A Taylor rule for monetary policy is a rule that sets the federal funds rate according to the level of the inflation rate and either the output gap or the unemployment rate.

In 1993 Stanford economist John Taylor suggested that monetary policy should follow a simple rule that takes into account concerns about both the business cycle and inflation. He also suggested that actual monetary policy often looks as if the Federal Reserve was, in fact, more or less following the proposed rule. A Taylor rule for monetary policy is a rule for setting interest rates that takes into account the inflation rate and the output gap or, in some cases, the unemployment rate.

A widely cited example of a Taylor rule is a relationship among Fed policy, inflation, and unemployment estimated by economists at the Federal Reserve Bank of San Francisco.

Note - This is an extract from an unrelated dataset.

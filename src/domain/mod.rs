pub mod email;
pub mod job_posting;
pub mod report;
pub mod search_query;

These economists found that between 1988 and 2008 the Fed’s behavior was well summarized by the following Taylor rule:

Federal funds rate = 2.07 + 1.28 × inflation rate − 1.95 × unemployment gap

where the inflation rate was measured by the change over the previous year in consumer prices excluding food and energy, and the unemployment gap was the difference between the actual unemployment rate and Congressional Budget Office estimates of the natural rate of unemployment.

Figure 15-9 compares the federal funds rate predicted by this rule with the actual federal funds rate from 1985 to mid-2014. As you can see, the Fed’s decisions were quite close to those predicted by this particular Taylor rule from 1988 through the end of 2008. We’ll talk about what happened after 2008 shortly.

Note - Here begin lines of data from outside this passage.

use std::{path::Path, sync::Arc, time::Duration};

use async_smtp::{
    authentication::{Credentials, Mechanism},
    extension::{ClientId, ServerInfo},
    EmailAddress, Envelope, SendableEmail, SmtpClient, SmtpTransport,
};
use tokio::{io::BufStream, net::TcpStream};
use tokio_rustls::{
    rustls::{pki_types::ServerName, ClientConfig, RootCertStore},
    TlsConnector,
};

use crate::{
    configuration::EmailSettings,
    domain::email::{Attachment, EmailMessage},
    error::ScoutError,
};

const AUTH_MECHANISMS: [Mechanism; 2] = [Mechanism::Plain, Mechanism::Login];

pub struct Mailer {
    settings: EmailSettings,
    tls: TlsConnector,
}

impl Mailer {
    /// Verifies the SMTP server against the webpki root store.
    pub fn new(settings: &EmailSettings) -> Self {
        Self::with_tls(settings, tls_connector())
    }

    pub fn with_tls(settings: &EmailSettings, tls: TlsConnector) -> Self {
        Mailer {
            settings: settings.clone(),
            tls,
        }
    }

    /// Sends one message to the configured recipient, attaching the file at
    /// `attachment_path` when it exists.
    pub async fn send(
        &self,
        subject: &str,
        body: &str,
        attachment_path: Option<&Path>,
    ) -> Result<(), ScoutError> {
        let message = self.compose(subject, body, attachment_path).await?;
        let email = self.sendable(&message)?;

        let timeout = Duration::from_secs(self.settings.timeout_seconds);
        match tokio::time::timeout(timeout, self.deliver(email)).await {
            Ok(result) => result,
            Err(_) => Err(ScoutError::Transport(format!(
                "SMTP session with {} timed out after {}s",
                self.settings.smtp_host, self.settings.timeout_seconds
            ))),
        }
    }

    pub async fn compose(
        &self,
        subject: &str,
        body: &str,
        attachment_path: Option<&Path>,
    ) -> Result<EmailMessage, ScoutError> {
        let message = EmailMessage::new(
            &self.settings.sender,
            &self.settings.recipient,
            subject,
            body,
        );

        let Some(path) = attachment_path else {
            return Ok(message);
        };
        if !tokio::fs::try_exists(path).await? {
            log::warn!("Attachment {} does not exist, sending without it", path.display());
            return Ok(message);
        }

        let content = tokio::fs::read(path).await?;
        let filename = path
            .file_name()
            .map(|name| name.to_string_lossy().into_owned())
            .unwrap_or_else(|| "attachment".to_string());
        log::info!("Attaching {} ({} bytes)", filename, content.len());

        Ok(message.with_attachment(Attachment { filename, content }))
    }

    fn sendable(&self, message: &EmailMessage) -> Result<SendableEmail, ScoutError> {
        let from = EmailAddress::new(message.from.clone())
            .map_err(|e| ScoutError::Config(format!("invalid sender address: {}", e)))?;
        let to = EmailAddress::new(message.to.clone())
            .map_err(|e| ScoutError::Config(format!("invalid recipient address: {}", e)))?;
        let envelope = Envelope::new(Some(from), vec![to])
            .map_err(|e| ScoutError::Config(format!("invalid envelope: {}", e)))?;

        Ok(SendableEmail::new(envelope, message.to_rfc5322()))
    }

    async fn deliver(&self, email: SendableEmail) -> Result<(), ScoutError> {
        let address = format!("{}:{}", self.settings.smtp_host, self.settings.smtp_port);
        log::info!("Connecting to SMTP server {}", address);

        let stream = TcpStream::connect(&address)
            .await
            .map_err(|e| ScoutError::Transport(format!("could not connect to {}: {}", address, e)))?;
        let transport = SmtpTransport::new(SmtpClient::new(), BufStream::new(stream))
            .await
            .map_err(|e| ScoutError::Transport(format!("SMTP greeting failed: {}", e)))?;

        let stream = transport
            .starttls()
            .await
            .map_err(|e| ScoutError::Transport(format!("STARTTLS failed: {}", e)))?;
        let server_name = ServerName::try_from(self.settings.smtp_host.clone())
            .map_err(|e| ScoutError::Config(format!("invalid SMTP host: {}", e)))?;
        let tls_stream = self
            .tls
            .connect(server_name, stream.into_inner())
            .await
            .map_err(|e| ScoutError::Transport(format!("TLS handshake failed: {}", e)))?;
        log::info!("Upgraded SMTP session to TLS");

        let mut transport = SmtpTransport::new(
            SmtpClient::new().without_greeting(),
            BufStream::new(tls_stream),
        )
        .await
        .map_err(|e| ScoutError::Transport(format!("EHLO after STARTTLS failed: {}", e)))?;

        // The transport keeps its EHLO capabilities private, so ask again.
        let ehlo = transport
            .get_mut()
            .ehlo(ClientId::default())
            .await
            .map_err(|e| ScoutError::Transport(format!("EHLO after STARTTLS failed: {}", e)))?;
        let server_info = ServerInfo::from_response(&ehlo)
            .map_err(|e| ScoutError::Transport(format!("unreadable EHLO response: {}", e)))?;
        let mechanism = AUTH_MECHANISMS
            .into_iter()
            .find(|mechanism| server_info.supports_auth_mechanism(*mechanism))
            .ok_or_else(|| {
                ScoutError::Auth("server offers no supported AUTH mechanism".to_string())
            })?;

        let credentials = Credentials::new(
            self.settings.sender.clone(),
            self.settings.password.clone(),
        );
        transport
            .auth(mechanism, &credentials)
            .await
            .map_err(|e| ScoutError::Auth(e.to_string()))?;
        log::info!("Authenticated with {}", self.settings.smtp_host);

        let response = transport
            .send(email)
            .await
            .map_err(|e| ScoutError::Delivery(e.to_string()))?;
        log::info!("Message accepted: {:?}", response);

        if let Err(e) = transport.quit().await {
            log::warn!("SMTP QUIT failed after delivery: {}", e);
        }

        Ok(())
    }
}

fn tls_connector() -> TlsConnector {
    let mut root_store = RootCertStore::empty();
    root_store.extend(webpki_roots::TLS_SERVER_ROOTS.iter().cloned());

    let config = ClientConfig::builder()
        .with_root_certificates(root_store)
        .with_no_client_auth();

    TlsConnector::from(Arc::new(config))
}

The Taylor Rule and the Federal Funds Rate The purple line shows the federal funds rate predicted by the San Francisco Fed’s version of the Taylor rule, which relates the interest rate to the inflation rate and the unemployment rate. The green line shows the actual federal funds rate. The actual rate tracked the predicted rate quite closely through the end of 2008. After that, however, the Taylor rule called for negative interest rates, which aren’t possible.
Sources: Bureau of Labor Statistics; Congressional Budget Office; Federal Reserve Bank of St. Louis; Glenn D. Rudebusch, “The Fed’s Monetary Policy Response to the Current Crisis,” FRBSF Economic Letter #2009-17 (May 22, 2009).